C’est peu dire que le film de Pascal Bonitzer, Tout de suite maintenant, est décevant. Il est d’une médiocrité que les critiques flatteuses ne laissent pas prévoir. On se demande ce qu’ont bien pu voir les critiques, et si la complaisance n’explique pas tout1. Le film n’a ni la cohérence, ni le rythme qui pourraient garantir, malgré un scénario touffu et creux, un spectacle à tout le moins regardable.

Le point de départ est intéressant : Nora, une jeune consultante rejoint ABFI, une banque d’affaires à moins que ce ne soit un cabinet de conseil. Elle découvre que les deux fondateurs de la banque ont été à l’Ecole centrale en même temps que son père, un mathématicien à la personnalité complexe, dépressif. Ils se détestent.  Eux ont choisi l’argent, lui la science (et accessoirement, la poésie). Le père dira à sa fille le mépris qu’elle lui inspire. Mais la scène manque de fond, de finesse et de nuances.

Le scénario remplit l’écran, meuble le temps avec toutes sortes d’intrigues et de personnages secondaires qui n’ont aucun intérêt et qui ne sont même pas crédibles. Le vrai sujet est noyé. Un collègue de travail de la consultante la jalouse, puis séduit sa chanteuse de sœur. Il finit par la séduire ; on se demande bien pourquoi. Dans le rôle de l’épouse du fondateur, Isabelle Huppert incarne une bourgeoise portée sur la boisson, qui apprend le coréen et cite Hegel. On s’en fout. Isabelle Huppert joue bien mais le rôle est faux ; son personnage est inutile, tout comme celui de l’excentrique bonne antillaise qui profère des propos énigmatiques et sans intérêt pour le film.
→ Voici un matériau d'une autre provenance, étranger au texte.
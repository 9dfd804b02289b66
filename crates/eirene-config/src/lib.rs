//! The watched configuration file's model and parser.

#![cfg_attr(not(test), warn(unused_crate_dependencies))]

mod config;

pub use config::{parse_config, parse_process_data, read_config, ConfigError, ProcessConfig, ProcessItem};
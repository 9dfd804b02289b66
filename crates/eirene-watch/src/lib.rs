//! File-watching backend for the configuration file `eirene-supervisor` watches.
//!
//! Emits raw, undebounced events; the supervisor coalesces bursts of
//! `Changed` into a single reconciliation pass.

#![cfg_attr(not(test), warn(unused_crate_dependencies))]

mod watcher;

pub use watcher::{NotifyWatcher, WatchError, WatchEvent, Watcher};
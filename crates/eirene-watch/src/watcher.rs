use std::path::{Path, PathBuf};

use futures::future::BoxFuture;
use notify::{Event, EventKind, RecommendedWatcher, RecursiveMode, Watcher as _};
use tokio::sync::mpsc;
use tracing::{debug, error};

/// One event observed on the watched configuration file.
///
/// Debouncing is deliberately not this module's job: every filesystem
/// notification is forwarded as a raw `Changed`, and coalescing repeated
/// changes into a single reconciliation pass is `eirene-supervisor`'s
/// responsibility.
#[derive(Debug, Clone)]
pub enum WatchEvent {
    Ready,
    Changed,
    Error(String),
}

#[derive(Debug, thiserror::Error)]
pub enum WatchError {
    #[error("failed to start watcher: {0}")]
    Backend(#[from] notify::Error),
}

/// A source of [`WatchEvent`]s for a single configuration file.
///
/// # Implementation note
///
/// `next_event` returns a [`BoxFuture`] rather than `async fn` so that
/// `Box<dyn Watcher>` stays dyn-compatible, mirroring the stage trait this
/// crate's sibling `eirene-tasks` is grounded on.
pub trait Watcher: Send {
    fn next_event(&mut self) -> BoxFuture<'_, WatchEvent>;
    fn close(&mut self);
}

/// `notify`-backed implementation watching one file (not a directory).
pub struct NotifyWatcher {
    _inner: RecommendedWatcher,
    rx: mpsc::UnboundedReceiver<WatchEvent>,
    emitted_ready: bool,
}

impl NotifyWatcher {
    pub fn new(path: impl AsRef<Path>) -> Result<Self, WatchError> {
        let path: PathBuf = path.as_ref().to_path_buf();
        let (tx, rx) = mpsc::unbounded_channel();

        let mut inner = notify::recommended_watcher(move |result: Result<Event, notify::Error>| {
            match result {
                Ok(event) => {
                    debug!(?event, "watch event");
                    if matches!(
                        event.kind,
                        EventKind::Modify(_) | EventKind::Create(_) | EventKind::Remove(_)
                    ) {
                        let _ = tx.send(WatchEvent::Changed);
                    }
                }
                Err(err) => {
                    error!(error = %err, "watcher backend error");
                    let _ = tx.send(WatchEvent::Error(err.to_string()));
                }
            }
        })?;

        inner.watch(&path, RecursiveMode::NonRecursive)?;

        Ok(Self { _inner: inner, rx, emitted_ready: false })
    }
}

impl Watcher for NotifyWatcher {
    fn next_event(&mut self) -> BoxFuture<'_, WatchEvent> {
        Box::pin(async move {
            if !self.emitted_ready {
                self.emitted_ready = true;
                return WatchEvent::Ready;
            }
            match self.rx.recv().await {
                Some(event) => event,
                None => WatchEvent::Error("watcher channel closed".to_string()),
            }
        })
    }

    fn close(&mut self) {
        self.rx.close();
    }
}
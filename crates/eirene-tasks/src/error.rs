/// The error a `launch` (or `teardown`) callback returns.
///
/// The `Cancelled` variant marks a launch that was aborted rather than
/// failed: the retry loop never retries it and never logs it as a failure.
#[derive(Debug, thiserror::Error)]
pub enum LaunchError {
    #[error("task was cancelled")]
    Cancelled,

    #[error(transparent)]
    Failed(#[from] anyhow::Error),
}

impl LaunchError {
    pub fn is_cancelled(&self) -> bool {
        matches!(self, LaunchError::Cancelled)
    }
}

/// Errors detected at [`crate::TaskTemplate`] construction time: the single
/// call site that can fail the whole system synchronously.
#[derive(Debug, thiserror::Error)]
pub enum TemplateError {
    #[error("persistent mode requires initial_run to be true")]
    PersistentRequiresInitialRun,

    #[error("retry.factor must be >= 1.0, got {0}")]
    InvalidFactor(f64),
}
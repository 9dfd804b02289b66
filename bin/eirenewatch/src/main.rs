mod cli;
mod taskfile;

use std::path::PathBuf;
use std::sync::Arc;

use clap::Parser;
use eirene_config::{parse_config, parse_process_data, ProcessConfig, ProcessItem};
use eirene_pool::ManagerPool;
use eirene_supervisor::{DataDeriver, Supervisor};
use eirene_spawn::SpawnError;
use eirene_tasks::{LaunchContext, LaunchError, TaskTemplate};
use eirene_watch::NotifyWatcher;
use futures::FutureExt;
use tokio_util::sync::CancellationToken;
use tracing::{error, warn};

use crate::cli::Cli;
use crate::taskfile::{expand_paths, TaskFile};

#[tokio::main]
async fn main() {
    let cli = Cli::parse();
    init_logging(&cli);

    let mut task_file_paths: Vec<PathBuf> = Vec::new();
    for pattern in &cli.task_files {
        match expand_paths(pattern) {
            Ok(paths) => task_file_paths.extend(paths),
            Err(err) => {
                eprintln!("error: {err}");
                std::process::exit(1);
            }
        }
    }

    let mut task_files = Vec::new();
    for path in &task_file_paths {
        match taskfile::load(path) {
            Ok(file) => task_files.push(file),
            Err(err) => {
                eprintln!("error: {err}");
                std::process::exit(1);
            }
        }
    }

    let root_cancel = CancellationToken::new();

    let mut handles = Vec::new();
    for file in task_files {
        let supervisor = match build_supervisor(&file, root_cancel.clone()) {
            Ok(supervisor) => supervisor,
            Err(err) => {
                error!(error = %err, config = %file.config.display(), "failed to start watcher");
                continue;
            }
        };

        let shutdown = root_cancel.clone();
        handles.push(tokio::spawn(supervisor.run(shutdown)));
    }

    let root_cancel_for_signal = root_cancel.clone();
    wait_for_shutdown(root_cancel_for_signal).await;

    for handle in handles {
        let _ = handle.await;
    }
}

async fn wait_for_shutdown(root_cancel: CancellationToken) {
    eirene_supervisor::wait_shutdown_signal().await;
    tracing::info!("shutdown signal received");
    root_cancel.cancel();

    // Subsequent signals are ignored with a warning rather than acted on a
    // second time; this keeps listening only to log that fact.
    tokio::spawn(async {
        loop {
            eirene_supervisor::wait_shutdown_signal().await;
            warn!("shutdown already in progress, ignoring signal");
        }
    });
}

fn build_supervisor(
    file: &TaskFile,
    parent_cancel: CancellationToken,
) -> anyhow::Result<Supervisor<ProcessConfig, ProcessItem>> {
    let template_spec = file.template.clone();
    let retry = template_spec.retry.to_policy();
    let throttle = template_spec.throttle.to_throttle();
    let cwd = template_spec.cwd.clone();
    let command = template_spec.command.clone();
    let base_args = template_spec.args.clone();

    let launch = Arc::new(move |ctx: LaunchContext<ProcessConfig, ProcessItem>| {
        let command = command.clone();
        let mut args = base_args.clone();
        let mut extra: Vec<_> = ctx.data.args.iter().collect();
        extra.sort_by(|a, b| a.0.cmp(b.0));
        for (key, value) in extra {
            args.push(format!("--{key}={value}"));
        }

        async move {
            ctx.spawn.run(&command, &args).await.map_err(|err| match err {
                SpawnError::Cancelled => LaunchError::Cancelled,
                other => LaunchError::Failed(other.into()),
            })
        }
        .boxed()
    });

    let mut builder = TaskTemplate::builder(template_spec.name.clone(), launch)
        .parent_cancel(parent_cancel)
        .retry(retry)
        .throttle(throttle)
        .initial_run(template_spec.initial_run)
        .interruptible(template_spec.interruptible)
        .persistent(template_spec.persistent);
    if let Some(cwd) = cwd {
        builder = builder.cwd(cwd);
    }
    let template = Arc::new(builder.build()?);

    let pool = ManagerPool::new(template);
    let watcher = Box::new(NotifyWatcher::new(&file.config)?);

    let load_config = Arc::new(|raw: &str| parse_config(raw).map_err(anyhow::Error::from));
    let derive_data: DataDeriver<ProcessConfig, ProcessItem> =
        Arc::new(|config: &ProcessConfig| parse_process_data(config).into_iter().map(Some).collect());

    Ok(Supervisor::new(
        file.config.clone(),
        std::time::Duration::from_millis(file.wait_ms),
        watcher,
        pool,
        load_config,
        derive_data,
    ))
}

fn init_logging(cli: &Cli) {
    let format = cli.log_format;
    let result = if cli.verbose {
        eirene_tracing::TracingBuilder::with_format(format).with_filter("debug").and_then(|b| b.try_init())
    } else {
        if std::env::var("RUST_LOG").is_err() {
            eprintln!("warning: RUST_LOG is not set, using default log filter");
        }
        eirene_tracing::init(format)
    };

    if let Err(err) = result {
        eprintln!("warning: failed to initialize logging: {err}");
    }
}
Pour que ces épisodes secondaires soient comme des “respirations” dans un film tendu, il faudrait encore qu’il y ait de la tension, un enjeu.

On découvre que les fondateurs et le père neurasthénique sont en conflit depuis leur temps à l’Ecole centrale : une histoire de fille sans intérêt, la fille étant Isabelle Huppert. Le film ne fait même pas l’effort de donner de la consistance à la hargne qui oppose les trois hommes.  Les scènes s’enchaînent, mais faute  que le réalisateur et son scénariste aient quoi que ce soit à dire de précis, faute de choix, les dialogues portent à faux.
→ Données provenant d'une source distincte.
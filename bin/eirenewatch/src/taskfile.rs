use std::path::{Path, PathBuf};
use std::time::Duration;

use eirene_spawn::OutputThrottle;
use eirene_tasks::RetryPolicy;
use serde::Deserialize;

/// One positional argument of `eirenewatch`: a declarative TOML description
/// of what config file to watch and what command to run per slot, in place
/// of a dynamically loaded script module.
#[derive(Debug, Clone, Deserialize)]
pub struct TaskFile {
    /// Path to the config file this task file's pool watches, relative to
    /// the task file itself unless absolute.
    pub config: PathBuf,
    #[serde(default = "default_wait_ms")]
    pub wait_ms: u64,
    pub template: TemplateSpec,
}

fn default_wait_ms() -> u64 {
    200
}

#[derive(Debug, Clone, Deserialize)]
pub struct TemplateSpec {
    pub name: String,
    pub command: String,
    #[serde(default)]
    pub args: Vec<String>,
    pub cwd: Option<PathBuf>,
    #[serde(default = "default_true")]
    pub initial_run: bool,
    #[serde(default = "default_true")]
    pub interruptible: bool,
    #[serde(default)]
    pub persistent: bool,
    #[serde(default)]
    pub retry: RetrySpec,
    #[serde(default)]
    pub throttle: ThrottleSpec,
}

fn default_true() -> bool {
    true
}

#[derive(Debug, Clone, Default, Deserialize)]
pub struct RetrySpec {
    #[serde(default)]
    pub retries: u32,
    pub factor: Option<f64>,
    pub min_timeout_ms: Option<u64>,
    pub max_timeout_ms: Option<u64>,
}

impl RetrySpec {
    pub fn to_policy(&self) -> RetryPolicy {
        let default = RetryPolicy::default();
        RetryPolicy {
            retries: self.retries,
            factor: self.factor.unwrap_or(default.factor),
            min_timeout: self.min_timeout_ms.map(Duration::from_millis).unwrap_or(default.min_timeout),
            max_timeout: self.max_timeout_ms.map(Duration::from_millis).unwrap_or(default.max_timeout),
        }
    }
}

#[derive(Debug, Clone, Default, Deserialize)]
pub struct ThrottleSpec {
    pub interval_ms: Option<u64>,
}

impl ThrottleSpec {
    pub fn to_throttle(&self) -> OutputThrottle {
        match self.interval_ms {
            Some(ms) => OutputThrottle::every(Duration::from_millis(ms)),
            None => OutputThrottle::unthrottled(),
        }
    }
}

#[derive(Debug, thiserror::Error)]
pub enum TaskFileError {
    #[error("task file not found: {0}")]
    Missing(PathBuf),

    #[error("failed to read task file {path}: {source}")]
    Io { path: PathBuf, #[source] source: std::io::Error },

    #[error("failed to parse task file {path}: {source}")]
    Parse { path: PathBuf, #[source] source: toml::de::Error },
}

pub fn load(path: &Path) -> Result<TaskFile, TaskFileError> {
    if !path.exists() {
        return Err(TaskFileError::Missing(path.to_path_buf()));
    }

    let raw = std::fs::read_to_string(path)
        .map_err(|source| TaskFileError::Io { path: path.to_path_buf(), source })?;

    let mut file: TaskFile =
        toml::from_str(&raw).map_err(|source| TaskFileError::Parse { path: path.to_path_buf(), source })?;

    if file.config.is_relative() {
        if let Some(parent) = path.parent() {
            file.config = parent.join(&file.config);
        }
    }

    Ok(file)
}

/// Expands a positional argument into one or more task-file paths. Entries
/// containing `*` are glob-expanded; a missing literal path is an error
/// surfaced by the caller as exit code 1.
pub fn expand_paths(pattern: &str) -> Result<Vec<PathBuf>, TaskFileError> {
    if pattern.contains('*') {
        let paths: Vec<PathBuf> = glob::glob(pattern)
            .map_err(|_| TaskFileError::Missing(PathBuf::from(pattern)))?
            .filter_map(Result::ok)
            .collect();
        Ok(paths)
    } else {
        let path = PathBuf::from(pattern);
        if path.exists() {
            Ok(vec![path])
        } else {
            Err(TaskFileError::Missing(path))
        }
    }
}

#[cfg(test)]
mod tests {
    use super::*;

    #[test]
    fn parses_minimal_task_file() {
        let raw = r#"
            config = "services.toml"

            [template]
            name = "worker"
            command = "node"
            args = ["server.js"]
        "#;
        let file: TaskFile = toml::from_str(raw).unwrap();
        assert_eq!(file.wait_ms, 200);
        assert_eq!(file.template.name, "worker");
        assert!(file.template.initial_run);
        assert!(file.template.interruptible);
        assert!(!file.template.persistent);
    }

    #[test]
    fn missing_literal_path_is_an_error() {
        let err = expand_paths("/definitely/not/a/real/path.toml").unwrap_err();
        assert!(matches!(err, TaskFileError::Missing(_)));
    }
}
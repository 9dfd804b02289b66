use std::sync::atomic::{AtomicBool, Ordering};

use tokio::sync::watch;
use tokio_util::sync::CancellationToken;

/// Mutable handle for one in-flight task, owned exclusively by the
/// [`crate::manager::TaskManager`] that created it.
///
/// `done` is a `watch` channel rather than a one-shot: both a queued updater
/// draining this record *and* the pool awaiting completion during teardown
/// need to observe the same completion signal, and a one-shot channel can
/// only ever be consumed once.
#[derive(Debug)]
pub struct ActiveTaskRecord {
    pub id: String,
    pub cancel: CancellationToken,
    done_tx: watch::Sender<bool>,
    done_rx: watch::Receiver<bool>,
    queued: AtomicBool,
}

impl ActiveTaskRecord {
    pub(crate) fn new(id: String, cancel: CancellationToken) -> Self {
        let (done_tx, done_rx) = watch::channel(false);
        Self { id, cancel, done_tx, done_rx, queued: AtomicBool::new(false) }
    }

    /// Marks `queued = true` unless it was already set. Returns `true` if
    /// this call is the one that set it (i.e. the caller may proceed to
    /// await completion); `false` means another updater already queued
    /// itself and this call must return without effect.
    pub(crate) fn try_queue(&self) -> bool {
        !self.queued.swap(true, Ordering::SeqCst)
    }

    pub(crate) fn mark_done(&self) {
        let _ = self.done_tx.send(true);
    }

    pub(crate) async fn wait_done(&self) {
        let mut rx = self.done_rx.clone();
        if *rx.borrow() {
            return;
        }
        while rx.changed().await.is_ok() {
            if *rx.borrow() {
                return;
            }
        }
    }

    pub(crate) fn is_done(&self) -> bool {
        *self.done_rx.borrow()
    }
}

#[cfg(test)]
mod tests {
    use super::*;

    #[test]
    fn only_first_queue_attempt_succeeds() {
        let record = ActiveTaskRecord::new("id".into(), CancellationToken::new());
        assert!(record.try_queue());
        assert!(!record.try_queue());
        assert!(!record.try_queue());
    }

    #[tokio::test]
    async fn wait_done_resolves_after_mark_done() {
        let record = ActiveTaskRecord::new("id".into(), CancellationToken::new());
        assert!(!record.is_done());

        let waiter = {
            let record = &record;
            async move { record.wait_done().await }
        };

        tokio::join!(waiter, async {
            record.mark_done();
        });

        assert!(record.is_done());
    }

    #[tokio::test]
    async fn wait_done_returns_immediately_if_already_done() {
        let record = ActiveTaskRecord::new("id".into(), CancellationToken::new());
        record.mark_done();
        tokio::time::timeout(std::time::Duration::from_millis(50), record.wait_done())
            .await
            .expect("wait_done should not block once already done");
    }
}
On voit bien ce qui a pu intéresser Bonitzer à l’origine : le dilemme entre la science et l’argent, illustré par le conflit entre les fondateurs de la banque et le père de la consultante, et que celle-ci va éprouver en elle-même dans la dernière partie du film. Mais son problème, c’est qu’il n’a rien à dire sur le sujet, rien à faire voir qui ne soit un cliché. L’affaire financière qui verra s’opposer l’esprit mercantile du fondateur joué par Lambert Wilson et le souci de transparence, l’honnêteté de la consultante vient trop tard, sur le mode du “cheveu sur la soupe”, comme pour conclure une série de rebondissements sans intérêt.

Le loufoque est un registre qui demande du sérieux et de la rigueur, bien absente ici.
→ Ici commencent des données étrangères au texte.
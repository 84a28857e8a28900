use std::hash::{DefaultHasher, Hasher};
use std::sync::OnceLock;

use crate::hex::consts::{Color, MAX_CELLS};

const NUM_SLOTS: usize = MAX_CELLS * 3;

static ZOBRIST_TABLE: OnceLock<[u64; NUM_SLOTS]> = OnceLock::new();

/// Gets the zobrist contribution for a given cell being a given colour.
/// EMPTY never contributes (its absence from BLACK/WHITE/DEAD is already
/// reflected by the other three slots cancelling out).
pub(super) fn cell_hash(cell: usize, color: Color) -> u64 {
    let table = ZOBRIST_TABLE.get_or_init(|| {
        let mut table = [0u64; NUM_SLOTS];
        let mut hasher = DefaultHasher::new();
        for (i, entry) in table.iter_mut().enumerate() {
            hasher.write_usize(i);
            hasher.write_u8(0x5a);
            *entry = hasher.finish();
        }
        table
    });

    let slot = match color {
        Color::Black => 0,
        Color::White => 1,
        Color::Dead => 2,
        Color::Empty => return 0,
    };
    table[cell * 3 + slot]
}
Un beau gâchis d’argent et de comédiens.

 

 

Stéphan Alamowitch

 

Film français de Pascal Bonitzer avec Agathe Bonitzer, Vincent Lacoste, Jean-Pierre Bacri, Isabelle Huppert, Lambert Wilson, Pascal Greggory (1 h 38)

  1. Dans ce registre, mention spéciale au critique du Monde, Thomas Sotinel, probablement un grand ami du superlatif.